Word for word, restate all of the data shown below.

[[ MATERIAL FOR THE TASK open ]]

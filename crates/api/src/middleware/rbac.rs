//! Role-based access control (RBAC) extractors.
//!
//! Each extractor wraps [`AuthUser`] and rejects requests whose role does not
//! meet the minimum requirement. Use these in route handlers to enforce
//! authorization at the type level.

use axum::extract::FromRequestParts;
use axum::http::request::Parts;
use teampulse_core::error::CoreError;
use teampulse_core::roles::{ROLE_ADMIN, ROLE_PLAYER};

use super::auth::AuthUser;
use crate::error::AppError;
use crate::state::AppState;

/// Requires the `admin` role. Rejects with 403 Forbidden otherwise.
///
/// ```ignore
/// async fn admin_only(RequireAdmin(user): RequireAdmin) -> AppResult<Json<()>> {
///     // user is guaranteed to be an admin here
///     Ok(Json(()))
/// }
/// ```
pub struct RequireAdmin(pub AuthUser);

impl FromRequestParts<AppState> for RequireAdmin {
    type Rejection = AppError;

    async fn from_request_parts(
        parts: &mut Parts,
        state: &AppState,
    ) -> Result<Self, Self::Rejection> {
        let user = AuthUser::from_request_parts(parts, state).await?;
        if user.role != ROLE_ADMIN {
            return Err(AppError::Core(CoreError::Forbidden(
                "Admin role required".into(),
            )));
        }
        Ok(RequireAdmin(user))
    }
}

/// Requires the `player` role. Rejects with 403 Forbidden otherwise.
///
/// Check-ins belong to players; staff and admins read aggregates instead
/// of submitting scores.
pub struct RequirePlayer(pub AuthUser);

impl FromRequestParts<AppState> for RequirePlayer {
    type Rejection = AppError;

    async fn from_request_parts(
        parts: &mut Parts,
        state: &AppState,
    ) -> Result<Self, Self::Rejection> {
        let user = AuthUser::from_request_parts(parts, state).await?;
        if user.role != ROLE_PLAYER {
            return Err(AppError::Core(CoreError::Forbidden(
                "Player role required".into(),
            )));
        }
        Ok(RequirePlayer(user))
    }
}

/// Requires any authenticated user (any valid role).
///
/// Functionally equivalent to [`AuthUser`] but named explicitly for use in
/// route definitions where the intent "this route requires authentication"
/// should be self-documenting.
pub struct RequireAuth(pub AuthUser);

impl FromRequestParts<AppState> for RequireAuth {
    type Rejection = AppError;

    async fn from_request_parts(
        parts: &mut Parts,
        state: &AppState,
    ) -> Result<Self, Self::Rejection> {
        let user = AuthUser::from_request_parts(parts, state).await?;
        Ok(RequireAuth(user))
    }
}
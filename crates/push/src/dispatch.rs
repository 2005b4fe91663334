//! Per-user dispatch: resolve registered tokens, then multicast.

use sqlx::PgPool;
use teampulse_core::push::PushMessage;
use teampulse_core::types::DbId;
use teampulse_db::repositories::DeviceTokenRepo;

use crate::client::{MulticastOutcome, PushClient, PushError};

/// Errors from resolving tokens or sending the push.
#[derive(Debug, thiserror::Error)]
pub enum DispatchError {
    /// Loading the user's tokens failed.
    #[error("database error: {0}")]
    Db(#[from] sqlx::Error),

    /// The provider call failed.
    #[error(transparent)]
    Push(#[from] PushError),
}

/// Sends one message to all of a user's registered devices.
pub struct Dispatcher;

impl Dispatcher {
    /// Multicast `message` to every device token registered for `user_id`.
    ///
    /// A user with no registered tokens is not an error; the send is
    /// skipped with a debug log and a zero outcome.
    pub async fn send_to_user(
        pool: &PgPool,
        push: &PushClient,
        user_id: DbId,
        message: &PushMessage,
    ) -> Result<MulticastOutcome, DispatchError> {
        let tokens = DeviceTokenRepo::tokens_for_user(pool, user_id).await?;
        if tokens.is_empty() {
            tracing::debug!(user_id, "no device tokens registered, skipping push");
            return Ok(MulticastOutcome::default());
        }
        Ok(push.send_multicast(&tokens, message).await?)
    }
}
//! Route definitions for generated summaries and insight feeds.

use axum::routing::get;
use axum::Router;

use crate::handlers::feed;
use crate::state::AppState;

/// Routes mounted at `/teams`.
///
/// ```text
/// GET    /{id}/summaries              -> list_team_summaries
/// GET    /{id}/summaries/{week_key}   -> team_summary_for_week
/// GET    /{id}/staff-updates          -> list_staff_updates
/// ```
pub fn team_router() -> Router<AppState> {
    Router::new()
        .route("/{id}/summaries", get(feed::list_team_summaries))
        .route("/{id}/summaries/{week_key}", get(feed::team_summary_for_week))
        .route("/{id}/staff-updates", get(feed::list_staff_updates))
}

/// Routes mounted at `/clubs`.
///
/// ```text
/// GET    /{id}/updates    -> list_club_updates
/// ```
pub fn club_router() -> Router<AppState> {
    Router::new().route("/{id}/updates", get(feed::list_club_updates))
}

/// Routes mounted at `/me`.
///
/// ```text
/// GET    /updates    -> list_my_updates
/// ```
pub fn me_router() -> Router<AppState> {
    Router::new().route("/updates", get(feed::list_my_updates))
}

[[ MATERIAL FOR THE TASK closed ]]

**SOLUTION TO THIS PROBLEM**
filename crates/api/src/middleware/rbac.rs
//! Role-based access control (RBAC) extractors.
//!
//! Each extractor wraps [`AuthUser`] and rejects requests whose role does not
//! meet the minimum requirement. Use these in route handlers to enforce
//! authorization at the type level.

use axum::extract::FromRequestParts;
use axum::http::request::Parts;
use teampulse_core::error::CoreError;
use teampulse_core::roles::{ROLE_ADMIN, ROLE_PLAYER};

use super::auth::AuthUser;
use crate::error::AppError;
use crate::state::AppState;

/// Requires the `admin` role. Rejects with 403 Forbidden otherwise.
///
/// ```ignore
/// async fn admin_only(RequireAdmin(user): RequireAdmin) -> AppResult<Json<()>> {
///     // user is guaranteed to be an admin here
///     Ok(Json(()))
/// }
/// ```
pub struct RequireAdmin(pub AuthUser);

impl FromRequestParts<AppState> for RequireAdmin {
    type Rejection = AppError;

    async fn from_request_parts(
        parts: &mut Parts,
        state: &AppState,
    ) -> Result<Self, Self::Rejection> {
        let user = AuthUser::from_request_parts(parts, state).await?;
        if user.role != ROLE_ADMIN {
            return Err(AppError::Core(CoreError::Forbidden(
                "Admin role required".into(),
            )));
        }
        Ok(RequireAdmin(user))
    }
}

/// Requires the `player` role. Rejects with 403 Forbidden otherwise.
///
/// Check-ins belong to players; staff and admins read aggregates instead
/// of submitting scores.
pub struct RequirePlayer(pub AuthUser);

impl FromRequestParts<AppState> for RequirePlayer {
    type Rejection = AppError;

    async fn from_request_parts(
        parts: &mut Parts,
        state: &AppState,
    ) -> Result<Self, Self::Rejection> {
        let user = AuthUser::from_request_parts(parts, state).await?;
        if user.role != ROLE_PLAYER {
            return Err(AppError::Core(CoreError::Forbidden(
                "Player role required".into(),
            )));
        }
        Ok(RequirePlayer(user))
    }
}

/// Requires any authenticated user (any valid role).
///
/// Functionally equivalent to [`AuthUser`] but named explicitly for use in
/// route definitions where the intent "this route requires authentication"
/// should be self-documenting.
pub struct RequireAuth(pub AuthUser);

impl FromRequestParts<AppState> for RequireAuth {
    type Rejection = AppError;

    async fn from_request_parts(
        parts: &mut Parts,
        state: &AppState,
    ) -> Result<Self, Self::Rejection> {
        let user = AuthUser::from_request_parts(parts, state).await?;
        Ok(RequireAuth(user))
    }
}
filename crates/push/src/dispatch.rs
repository 2005b4fe91663334
//! Per-user dispatch: resolve registered tokens, then multicast.

use sqlx::PgPool;
use teampulse_core::push::PushMessage;
use teampulse_core::types::DbId;
use teampulse_db::repositories::DeviceTokenRepo;

use crate::client::{MulticastOutcome, PushClient, PushError};

/// Errors from resolving tokens or sending the push.
#[derive(Debug, thiserror::Error)]
pub enum DispatchError {
    /// Loading the user's tokens failed.
    #[error("database error: {0}")]
    Db(#[from] sqlx::Error),

    /// The provider call failed.
    #[error(transparent)]
    Push(#[from] PushError),
}

/// Sends one message to all of a user's registered devices.
pub struct Dispatcher;

impl Dispatcher {
    /// Multicast `message` to every device token registered for `user_id`.
    ///
    /// A user with no registered tokens is not an error; the send is
    /// skipped with a debug log and a zero outcome.
    pub async fn send_to_user(
        pool: &PgPool,
        push: &PushClient,
        user_id: DbId,
        message: &PushMessage,
    ) -> Result<MulticastOutcome, DispatchError> {
        let tokens = DeviceTokenRepo::tokens_for_user(pool, user_id).await?;
        if tokens.is_empty() {
            tracing::debug!(user_id, "no device tokens registered, skipping push");
            return Ok(MulticastOutcome::default());
        }
        Ok(push.send_multicast(&tokens, message).await?)
    }
}
//! Route definitions for generated summaries and insight feeds.

use axum::routing::get;
use axum::Router;

use crate::handlers::feed;
use crate::state::AppState;

/// Routes mounted at `/teams`.
///
/// ```text
/// GET    /{id}/summaries              -> list_team_summaries
/// GET    /{id}/summaries/{week_key}   -> team_summary_for_week
/// GET    /{id}/staff-updates          -> list_staff_updates
/// ```
pub fn team_router() -> Router<AppState> {
    Router::new()
        .route("/{id}/summaries", get(feed::list_team_summaries))
        .route("/{id}/summaries/{week_key}", get(feed::team_summary_for_week))
        .route("/{id}/staff-updates", get(feed::list_staff_updates))
}

/// Routes mounted at `/clubs`.
///
/// ```text
/// GET    /{id}/updates    -> list_club_updates
/// ```
pub fn club_router() -> Router<AppState> {
    Router::new().route("/{id}/updates", get(feed::list_club_updates))
}

/// Routes mounted at `/me`.
///
/// ```text
/// GET    /updates    -> list_my_updates
/// ```
pub fn me_router() -> Router<AppState> {
    Router::new().route("/updates", get(feed::list_my_updates))
}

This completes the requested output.